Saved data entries

───

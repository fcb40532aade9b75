use crate::cli::NotificationsCommands;
use crate::support::{load_store_or_exit, notification_json};
use civiclens_engage::{
    EngagementPolicy, clear_notifications_jsonl, load_policy_toml, mark_notification_read_jsonl,
    notifications_for,
};
use serde_json::json;

pub fn run(command: NotificationsCommands) {
    match command {
        NotificationsCommands::List {
            recipient,
            skip,
            limit,
            policy,
            state,
            json,
        } => run_list(recipient, skip, limit, policy, state, json),

        NotificationsCommands::MarkRead {
            id,
            actor,
            state,
            json,
        } => run_mark_read(id, actor, state, json),

        NotificationsCommands::Clear { actor, state, json } => run_clear(actor, state, json),
    }
}

fn run_list(
    recipient: String,
    skip: usize,
    limit: Option<i64>,
    policy: Option<String>,
    state: String,
    json_output: bool,
) {
    let policy = match &policy {
        Some(path) => load_policy_toml(path).unwrap_or_else(|e| {
            eprintln!("error: {e}");
            std::process::exit(1);
        }),
        None => EngagementPolicy::default(),
    };
    let limit = limit.unwrap_or(policy.notification_page_limit);

    let (store, path) = load_store_or_exit(&state);
    let rows = notifications_for(&store, &recipient, skip, limit).unwrap_or_else(|e| {
        eprintln!("error: {e}");
        std::process::exit(1);
    });

    if json_output {
        let items = rows
            .iter()
            .map(|row| notification_json(row))
            .collect::<Vec<_>>();
        let payload = json!({
            "action": "notifications.list",
            "statePath": path.display().to_string(),
            "recipientId": recipient,
            "count": items.len(),
            "items": items
        });
        println!(
            "{}",
            serde_json::to_string_pretty(&payload).expect("json serialization")
        );
    } else {
        println!(
            "civiclens notifications list\n  Recipient: {}\n  Path: {}\n  Count: {}",
            recipient,
            path.display(),
            rows.len()
        );
        for row in &rows {
            println!(
                "  - {} [{}] {}: {}",
                row.id,
                if row.read { "read" } else { "unread" },
                row.title,
                row.message
            );
        }
    }
}

fn run_mark_read(id: String, actor: String, state: String, json_output: bool) {
    let row = mark_notification_read_jsonl(&state, &actor, &id).unwrap_or_else(|e| {
        eprintln!("error: {e}");
        std::process::exit(1);
    });

    if json_output {
        let payload = json!({
            "action": "notifications.mark-read",
            "statePath": state,
            "notification": notification_json(&row)
        });
        println!(
            "{}",
            serde_json::to_string_pretty(&payload).expect("json serialization")
        );
    } else {
        println!(
            "civiclens notifications mark-read\n  Marked: {}\n  Path: {}",
            row.id, state
        );
    }
}

fn run_clear(actor: String, state: String, json_output: bool) {
    let removed = clear_notifications_jsonl(&state, &actor).unwrap_or_else(|e| {
        eprintln!("error: {e}");
        std::process::exit(1);
    });

    if json_output {
        let payload = json!({
            "action": "notifications.clear",
            "statePath": state,
            "recipientId": actor,
            "removed": removed
        });
        println!(
            "{}",
            serde_json::to_string_pretty(&payload).expect("json serialization")
        );
    } else {
        println!(
            "civiclens notifications clear\n  Recipient: {}\n  Removed: {}\n  Path: {}",
            actor, removed, state
        );
    }
}
//! The tagged record envelope: one JSONL file carries every row type.

use serde::{Deserialize, Serialize};

use crate::comment::Comment;
use crate::issue::Issue;
use crate::notification::Notification;
use crate::user::User;
use crate::vote::Vote;

/// One line of the state file.
///
/// Internally tagged so each line stays a flat JSON object with a `record`
/// discriminator next to the row's own fields.
#[derive(Debug, Clone, Serialize, Deserialize)]
#[serde(tag = "record", rename_all = "snake_case")]
pub enum Record {
    User(User),
    Issue(Issue),
    Vote(Vote),
    Notification(Notification),
    Comment(Comment),
}

#[cfg(test)]
mod tests {
    use super::*;
    use chrono::{TimeZone, Utc};
    use civiclens_core::VoteKind;

    #[test]
    fn lines_carry_the_record_tag() {
        let now = Utc.with_ymd_and_hms(2025, 6, 1, 12, 0, 0).unwrap();
        let record = Record::Vote(Vote::new("i-1", "u-1", VoteKind::Upvote, now));

        let line = serde_json::to_string(&record).expect("must serialize");
        assert!(line.contains("\"record\":\"vote\""));
        assert!(line.contains("\"issue_id\":\"i-1\""));

        let back: Record = serde_json::from_str(&line).expect("must parse");
        assert!(matches!(back, Record::Vote(v) if v.voter_id == "u-1"));
    }

    #[test]
    fn unknown_tags_are_rejected() {
        let raw = r#"{"record":"reaction","id":"x"}"#;
        let parsed: Result<Record, _> = serde_json::from_str(raw);
        assert!(parsed.is_err());
    }
}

───

▶ Exercise directions: Only a number is wanted here: the count of lines in the data that include the word "limit".

▶ Solution for this task: 5